Note that \sqrt{E} should be dropped in the solution in the boosted frame.

2. In my statement 2 I was equivocally talking about two different Lorentz invariances: Lagrangian and matrix element. What I meant to say was that though the Lagrangian is Lorentz invariant under an infinitesimal Lorentz transformation, the matrix element is not necessarily guaranteed to be Lorentz invariant, since the matrix elements for the rest frame and boosted frame are different due to normalization factors.

Sincerely yours,
J.C. Yoon

[Zhi-qiang Shi]

Mon 2007-11-05 6:35 PM

Dear Dr. J. C. Yoon,
Thanks for your patient and elaborate reply.

I agree that though the Lagrangian is Lorentz invariant under an infinitesimal Lorentz transformation, the matrix element is not necessarily guaranteed to be Lorentz invariant.

Our discussion is successful. Now, your perspectives have completely accorded with mine. It is a nice opportunity to discuss with you about the Lorentz invariant. Both of us can learn many something in this constructive discussion.
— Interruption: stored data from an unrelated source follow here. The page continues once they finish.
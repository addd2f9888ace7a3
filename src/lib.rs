// src/lib.rs
//! strapi-blocks library: typed content fetching for a Strapi-backed site.
//!
//! # Public API
//!
//! The library exposes types organized by concern:
//! - **Error handling**: `AppError`, `StrapiErrorCode`, `ValidationError`
//! - **Configuration**: `SiteConfig`, `CommandLineInput`
//! - **Population specs**: `PopulateNode`, `Relations`, `Query`, the shared definitions
//! - **Domain model**: `Block` and its variants, records, `Envelope`
//! - **Schema declarations**: components and content types as data
//! - **API client**: `StrapiTransport`, `StrapiHttpClient`, `ContentFetcher`
//! - **Collections**: `strapi_posts`, `strapi_pages`, `CollectionLoader`

pub mod analytics;
pub mod api;
pub mod collections;
pub mod config;
pub mod constants;
pub mod error;
pub mod model;
pub mod output;
pub mod pipeline;
pub mod populate;
pub mod schema;
pub mod types;

// --- Error Handling ---
pub use crate::error::{AppError, StrapiErrorCode};
pub use crate::types::ValidationError;

// --- Configuration ---
pub use crate::config::{Command, CommandLineInput, SiteConfig};

// --- Population Specs ---
pub use crate::populate::audit::{audit_all, check_coverage, AuditReport, CoverageGap, GapKind};
pub use crate::populate::{
    article_populate, blocks_populate, global_populate, landing_page_populate, page_populate,
    PopulateNode, Query, Relations, Selection,
};

// --- Domain Model ---
pub use crate::model::{
    Article, ArticleSummary, Author, Banner, Block, BlockMeta, Card, ComponentType, ContentTag,
    Envelope, Footer, Global, Header, Image, LandingPage, Link, LinkType, Logo, Meta, Page,
    Pagination, RecordMeta, RelationShape, Shape,
};

// --- Domain Types ---
pub use crate::types::{ContentTypeName, DocumentId, ValidatedUrl};

// --- API Client ---
pub use crate::api::{
    parse_envelope, ApiResponse, ContentFetcher, StrapiHttpClient, StrapiTransport,
};

// --- Collections ---
pub use crate::collections::{
    strapi_pages, strapi_posts, CollectionLoader, CollectionRecord, Collections, ContentEntry,
};
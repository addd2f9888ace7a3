use super::blocks::*;
use super::common::BlockMeta;
use super::shape::{RelationShape, Shape};
use crate::constants::COMPONENT_DISCRIMINATOR;
use crate::types::ValidationError;
use serde::de::{DeserializeOwned, Error as DeError};
use serde::ser::Error as SerError;
use serde::{Deserialize, Deserializer, Serialize, Serializer};
use std::fmt;
use std::str::FromStr;

/// Macro to reduce boilerplate in Block enum methods
macro_rules! match_all_blocks {
    ($self:expr, $pattern:pat => $result:expr) => {
        match $self {
            Block::Hero($pattern) => $result,
            Block::HeadingSection($pattern) => $result,
            Block::CardGrid($pattern) => $result,
            Block::ContentWithImage($pattern) => $result,
            Block::Faqs($pattern) => $result,
            Block::PersonCard($pattern) => $result,
            Block::Markdown($pattern) => $result,
            Block::FeaturedArticles($pattern) => $result,
            Block::Newsletter($pattern) => $result,
            Block::Unknown($pattern) => $result,
        }
    };
}

/// The closed set of block components a page or article can contain.
#[derive(Debug, Clone, Copy, PartialEq, Eq, Hash)]
pub enum ComponentType {
    Hero,
    HeadingSection,
    CardGrid,
    ContentWithImage,
    Faqs,
    PersonCard,
    Markdown,
    FeaturedArticles,
    Newsletter,
}

impl ComponentType {
    pub const ALL: [ComponentType; 9] = [
        ComponentType::Hero,
        ComponentType::HeadingSection,
        ComponentType::CardGrid,
        ComponentType::ContentWithImage,
        ComponentType::Faqs,
        ComponentType::PersonCard,
        ComponentType::Markdown,
        ComponentType::FeaturedArticles,
        ComponentType::Newsletter,
    ];

    /// The `__component` value Strapi uses for this block.
    pub fn as_str(&self) -> &'static str {
        match self {
            ComponentType::Hero => "blocks.hero",
            ComponentType::HeadingSection => "blocks.heading-section",
            ComponentType::CardGrid => "blocks.card-grid",
            ComponentType::ContentWithImage => "blocks.content-with-image",
            ComponentType::Faqs => "blocks.faqs",
            ComponentType::PersonCard => "blocks.person-card",
            ComponentType::Markdown => "blocks.markdown",
            ComponentType::FeaturedArticles => "blocks.featured-articles",
            ComponentType::Newsletter => "blocks.newsletter",
        }
    }

    pub fn parse(tag: &str) -> Option<Self> {
        Self::ALL.into_iter().find(|t| t.as_str() == tag)
    }

    /// Relations the variant's type expects to be populated.
    pub fn relation_shape(&self) -> Shape {
        match self {
            ComponentType::Hero => HeroBlock::relation_shape(),
            ComponentType::HeadingSection => HeadingSectionBlock::relation_shape(),
            ComponentType::CardGrid => CardGridBlock::relation_shape(),
            ComponentType::ContentWithImage => ContentWithImageBlock::relation_shape(),
            ComponentType::Faqs => FaqsBlock::relation_shape(),
            ComponentType::PersonCard => PersonCardBlock::relation_shape(),
            ComponentType::Markdown => MarkdownBlock::relation_shape(),
            ComponentType::FeaturedArticles => FeaturedArticlesBlock::relation_shape(),
            ComponentType::Newsletter => NewsletterBlock::relation_shape(),
        }
    }
}

impl fmt::Display for ComponentType {
    fn fmt(&self, f: &mut fmt::Formatter<'_>) -> fmt::Result {
        write!(f, "{}", self.as_str())
    }
}

impl FromStr for ComponentType {
    type Err = ValidationError;

    fn from_str(s: &str) -> Result<Self, Self::Err> {
        Self::parse(s).ok_or_else(|| ValidationError::UnknownComponent(s.to_string()))
    }
}

/// One entry of a page's or article's `blocks` dynamic zone.
///
/// Discriminated by `__component`. A tag outside [`ComponentType::ALL`]
/// becomes [`Block::Unknown`] carrying only the common attributes.
#[derive(Debug, Clone, PartialEq)]
pub enum Block {
    Hero(HeroBlock),
    HeadingSection(HeadingSectionBlock),
    CardGrid(CardGridBlock),
    ContentWithImage(ContentWithImageBlock),
    Faqs(FaqsBlock),
    PersonCard(PersonCardBlock),
    Markdown(MarkdownBlock),
    FeaturedArticles(FeaturedArticlesBlock),
    Newsletter(NewsletterBlock),
    Unknown(UnknownBlock),
}

impl Block {
    /// Get common block data
    pub fn meta(&self) -> &BlockMeta {
        match_all_blocks!(self, b => &b.meta)
    }

    pub fn id(&self) -> Option<u64> {
        self.meta().id
    }

    /// The `__component` tag, including tags outside the known set.
    pub fn component(&self) -> &str {
        match self {
            Block::Unknown(b) => &b.component,
            known => known
                .component_type()
                .map(|t| t.as_str())
                .unwrap_or_default(),
        }
    }

    pub fn component_type(&self) -> Option<ComponentType> {
        match self {
            Block::Hero(_) => Some(ComponentType::Hero),
            Block::HeadingSection(_) => Some(ComponentType::HeadingSection),
            Block::CardGrid(_) => Some(ComponentType::CardGrid),
            Block::ContentWithImage(_) => Some(ComponentType::ContentWithImage),
            Block::Faqs(_) => Some(ComponentType::Faqs),
            Block::PersonCard(_) => Some(ComponentType::PersonCard),
            Block::Markdown(_) => Some(ComponentType::Markdown),
            Block::FeaturedArticles(_) => Some(ComponentType::FeaturedArticles),
            Block::Newsletter(_) => Some(ComponentType::Newsletter),
            Block::Unknown(_) => None,
        }
    }

    pub fn is_known(&self) -> bool {
        !matches!(self, Block::Unknown(_))
    }

    /// Builds a block from one dynamic-zone JSON object.
    pub fn from_value(value: serde_json::Value) -> Result<Self, serde_json::Error> {
        let tag = match value.get(COMPONENT_DISCRIMINATOR) {
            Some(serde_json::Value::String(tag)) => tag.clone(),
            Some(_) => {
                return Err(<serde_json::Error as DeError>::custom(format!(
                    "`{}` must be a string",
                    COMPONENT_DISCRIMINATOR
                )))
            }
            None => {
                return Err(<serde_json::Error as DeError>::custom(format!(
                    "missing `{}` discriminator",
                    COMPONENT_DISCRIMINATOR
                )))
            }
        };

        fn variant<T: DeserializeOwned>(value: serde_json::Value) -> serde_json::Result<T> {
            serde_json::from_value(value)
        }

        let block = match ComponentType::parse(&tag) {
            Some(ComponentType::Hero) => Block::Hero(variant(value)?),
            Some(ComponentType::HeadingSection) => Block::HeadingSection(variant(value)?),
            Some(ComponentType::CardGrid) => Block::CardGrid(variant(value)?),
            Some(ComponentType::ContentWithImage) => Block::ContentWithImage(variant(value)?),
            Some(ComponentType::Faqs) => Block::Faqs(variant(value)?),
            Some(ComponentType::PersonCard) => Block::PersonCard(variant(value)?),
            Some(ComponentType::Markdown) => Block::Markdown(variant(value)?),
            Some(ComponentType::FeaturedArticles) => Block::FeaturedArticles(variant(value)?),
            Some(ComponentType::Newsletter) => Block::Newsletter(variant(value)?),
            None => {
                log::debug!("Keeping only common attributes of unknown block {}", tag);
                let mut unknown: UnknownBlock = variant(value)?;
                unknown.component = tag;
                Block::Unknown(unknown)
            }
        };
        Ok(block)
    }

    /// Serialises the block back to its dynamic-zone JSON form.
    pub fn to_value(&self) -> Result<serde_json::Value, serde_json::Error> {
        let mut value = match_all_blocks!(self, b => serde_json::to_value(b)?);
        match value.as_object_mut() {
            Some(object) => {
                object.insert(
                    COMPONENT_DISCRIMINATOR.to_string(),
                    serde_json::Value::String(self.component().to_string()),
                );
            }
            None => {
                return Err(<serde_json::Error as DeError>::custom(
                    "block did not serialise to an object",
                ))
            }
        }
        Ok(value)
    }
}

impl RelationShape for Block {
    fn relation_shape() -> Shape {
        Shape::Zone(
            ComponentType::ALL
                .iter()
                .map(|t| (t.as_str(), t.relation_shape()))
                .collect(),
        )
    }
}

impl Serialize for Block {
    fn serialize<S>(&self, serializer: S) -> Result<S::Ok, S::Error>
    where
        S: Serializer,
    {
        self.to_value()
            .map_err(S::Error::custom)?
            .serialize(serializer)
    }
}

impl<'de> Deserialize<'de> for Block {
    fn deserialize<D>(deserializer: D) -> Result<Self, D::Error>
    where
        D: Deserializer<'de>,
    {
        let value = serde_json::Value::deserialize(deserializer)?;
        Block::from_value(value).map_err(D::Error::custom)
    }
}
I am very gratified.

Sincerely yours,
Zhi-qiang Shi

[jcyoon]

Wed 2007-11-07 5:39 AM

Dear Zhi-qiang Shi,

I am glad to receive your reply and I sincerely appreciate the great opportunity for me to learn from you through our discussion.

If you don't mind, I would like to post our helpful discussion on my web site, for which I will be very grateful.

But if it is not a good idea, please feel free to let me know so.

Sincerely yours,
J.C. Yoon

[Zhi-qiang Shi]

Wed 2007-11-07 6:04 PM

Dear Dr. J. C. Yoon,
I am pleased to post our discussion on your web site. I hope that more physicists can share our productive discussion.
Sincerely yours,
Zhi-qiang Shi